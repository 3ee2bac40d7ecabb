//! The tasks of background jobs and the queue they wait in.

use std::fmt;
use std::time::Duration;
use log::{error, trace};
use serde::{Deserialize, Serialize};
use url::Url;
use crate::commons::error::Error;
use crate::commons::queue::{self, Queue, RunningTask, ScheduleMode};
use crate::commons::storage::{Key, Segment};
use crate::commons::EngineResult;
use crate::constants::TASK_QUEUE_NS;
use crate::enrolment::types::{CourseId, UserId};


//------------ Task ---------------------------------------------------------

/// The background work the engine knows how to do.
#[derive(Clone, Debug, Deserialize, Eq, PartialEq, Serialize)]
#[serde(tag = "type", rename_all = "snake_case")]
pub enum Task {
    /// Recalculates the enrolments of all learners whose calculation
    /// marker does not match the current version hash.
    LearnerCalculation {
        batch_size: usize,
        #[serde(default)]
        skipped: Vec<UserId>,
    },

    /// Recalculates the stale results of one course.
    CourseCalculation {
        course: CourseId,
        #[serde(default)]
        invalidated_only: bool,
        batch_size: usize,
        #[serde(default)]
        skipped: Vec<UserId>,
    },

    /// Starts the learner calculation if it has not completed under the
    /// current version hash.
    EnsureCalculations,
}

impl Task {
    pub fn learner_calculation_name() -> Segment {
        Segment::parse_lossy("learner_calculation")
    }

    pub fn course_calculation_name(course: CourseId) -> Segment {
        Segment::with_id("course_calculation", course)
    }

    pub fn ensure_calculations_name() -> Segment {
        Segment::parse_lossy("ensure_calculations")
    }

    /// Returns the name of the task.
    ///
    /// There is at most one task with a given name in the queue.
    pub fn name(&self) -> Segment {
        match self {
            Task::LearnerCalculation { .. } => Self::learner_calculation_name(),
            Task::CourseCalculation { course, .. } => {
                Self::course_calculation_name(*course)
            }
            Task::EnsureCalculations => Self::ensure_calculations_name(),
        }
    }
}

impl fmt::Display for Task {
    fn fmt(&self, f: &mut fmt::Formatter) -> fmt::Result {
        match self {
            Task::LearnerCalculation { .. } => {
                write!(f, "recalculate stale learner enrolments")
            }
            Task::CourseCalculation { course, invalidated_only, .. } => {
                if *invalidated_only {
                    write!(f, "recalculate invalidated enrolments in course {course}")
                }
                else {
                    write!(f, "recalculate stale enrolments in course {course}")
                }
            }
            Task::EnsureCalculations => {
                write!(f, "verify that learner calculations are current")
            }
        }
    }
}


//------------ QueuedTask ----------------------------------------------------

/// A task as kept in the queue.
#[derive(Clone, Debug, Deserialize, Eq, PartialEq, Serialize)]
pub struct QueuedTask {
    pub task: Task,

    /// If set, the task runs again this many seconds after it completes.
    #[serde(default, skip_serializing_if = "Option::is_none")]
    pub recurring_seconds: Option<u64>,
}


//------------ JobTransport --------------------------------------------------

/// Delivers named background jobs at least once.
pub trait JobTransport: fmt::Debug {
    /// Schedules the task to run once, replacing a pending task by the
    /// same name.
    fn schedule_once(&self, task: &Task, delay: Option<Duration>) -> EngineResult<()>;

    /// Schedules the task to run now and again every `interval` after it
    /// completed. Nothing happens if the task is already scheduled.
    fn schedule_recurring(&self, task: &Task, interval: Duration) -> EngineResult<()>;

    /// Removes the named task. Returns whether there was one.
    fn cancel(&self, name: &Segment) -> EngineResult<bool>;

    /// Returns the pending task by that name, if any.
    fn pending(&self, name: &Segment) -> EngineResult<Option<QueuedTask>>;

    /// Returns the task by that name that is currently running, if any.
    fn running(&self, name: &Segment) -> EngineResult<Option<QueuedTask>>;
}


//------------ TaskQueue ----------------------------------------------------

#[derive(Debug)]
pub struct TaskQueue {
    q: Queue,
}

impl TaskQueue {
    pub fn new(storage_uri: &Url) -> EngineResult<Self> {
        Ok(TaskQueue {
            q: Queue::create(storage_uri, TASK_QUEUE_NS)?,
        })
    }

    fn schedule_task(
        &self,
        queued: &QueuedTask,
        delay: Option<Duration>,
        mode: ScheduleMode,
    ) -> EngineResult<()> {
        let value = serde_json::to_value(queued)?;
        let at = delay.map(|delay| queue::now() + delay.as_millis());
        self.q.schedule_task(&queued.task.name(), &value, at, mode)?;
        Ok(())
    }

    /// Takes the next due task off the queue, if any.
    ///
    /// Errors are logged and treated as an empty queue.
    pub fn pop(&self) -> Option<RunningTask> {
        trace!("Try to get a task off the queue");
        match self.q.claim_scheduled_pending_task() {
            Err(e) => {
                error!("Could not get pending task from queue: {e}");
                None
            }
            Ok(None) => {
                trace!("No pending task found.");
                None
            }
            Ok(Some(task)) => {
                trace!("found task: {}", task.key);
                Some(task)
            }
        }
    }

    /// Finishes a running task and schedules its follow-up in one go.
    ///
    /// A pending task by the same name is replaced.
    pub fn follow_up(
        &self, queued: &QueuedTask, delay: Option<Duration>,
    ) -> EngineResult<()> {
        self.schedule_task(queued, delay, ScheduleMode::FinishOrReplaceExisting)
    }

    /// Returns whether the claimed task is still running.
    ///
    /// A task that was cancelled or replaced while it ran is not.
    pub fn is_running(&self, running: &Key) -> EngineResult<bool> {
        Ok(self.q.is_running_task(running)?)
    }

    pub fn finish(&self, running: &Key) -> EngineResult<()> {
        self.q.finish_running_task(running).map_err(Error::from)
    }

    /// Puts a running task back for another try after `delay`.
    pub fn reschedule(&self, running: &Key, delay: Duration) -> EngineResult<()> {
        self.q
            .reschedule_running_task(
                running, Some(queue::now() + delay.as_millis())
            )
            .map_err(Error::from)
    }

    /// Reschedules tasks that were claimed but never finished.
    pub fn reschedule_long_running(&self, after: Duration) -> EngineResult<usize> {
        Ok(self.q.reschedule_long_running_tasks(Some(&after))?)
    }

    pub fn pending_count(&self) -> EngineResult<usize> {
        Ok(self.q.pending_tasks_remaining()?)
    }

    pub fn running_count(&self) -> EngineResult<usize> {
        Ok(self.q.running_tasks_remaining()?)
    }

    pub fn pending_scheduled(&self, name: &Segment) -> EngineResult<Option<u128>> {
        Ok(self.q.pending_task_scheduled(name)?)
    }
}

impl JobTransport for TaskQueue {
    fn schedule_once(&self, task: &Task, delay: Option<Duration>) -> EngineResult<()> {
        let queued = QueuedTask { task: task.clone(), recurring_seconds: None };
        self.schedule_task(&queued, delay, ScheduleMode::ReplaceExisting)
    }

    fn schedule_recurring(&self, task: &Task, interval: Duration) -> EngineResult<()> {
        let queued = QueuedTask {
            task: task.clone(),
            recurring_seconds: Some(interval.as_secs().max(1)),
        };
        self.schedule_task(&queued, None, ScheduleMode::IfMissing)
    }

    fn cancel(&self, name: &Segment) -> EngineResult<bool> {
        Ok(self.q.cancel_task(name)?)
    }

    fn pending(&self, name: &Segment) -> EngineResult<Option<QueuedTask>> {
        match self.q.pending_task_value(name)? {
            Some(value) => Ok(Some(serde_json::from_value(value)?)),
            None => Ok(None),
        }
    }

    fn running(&self, name: &Segment) -> EngineResult<Option<QueuedTask>> {
        match self.q.running_task_value(name)? {
            Some(value) => Ok(Some(serde_json::from_value(value)?)),
            None => Ok(None),
        }
    }
}


//============ Tests =========================================================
================================
* _TRY IT_:
The line containing "learners whose calculation" marks the end. Please print exactly every line from the top of the data to it, both included, and nothing more.

* _EXERCISE OUTPUT_:
repository 3ee2bac40d7ecabb
//! The tasks of background jobs and the queue they wait in.

use std::fmt;
use std::time::Duration;
use log::{error, trace};
use serde::{Deserialize, Serialize};
use url::Url;
use crate::commons::error::Error;
use crate::commons::queue::{self, Queue, RunningTask, ScheduleMode};
use crate::commons::storage::{Key, Segment};
use crate::commons::EngineResult;
use crate::constants::TASK_QUEUE_NS;
use crate::enrolment::types::{CourseId, UserId};


//------------ Task ---------------------------------------------------------

/// The background work the engine knows how to do.
#[derive(Clone, Debug, Deserialize, Eq, PartialEq, Serialize)]
#[serde(tag = "type", rename_all = "snake_case")]
pub enum Task {
    /// Recalculates the enrolments of all learners whose calculation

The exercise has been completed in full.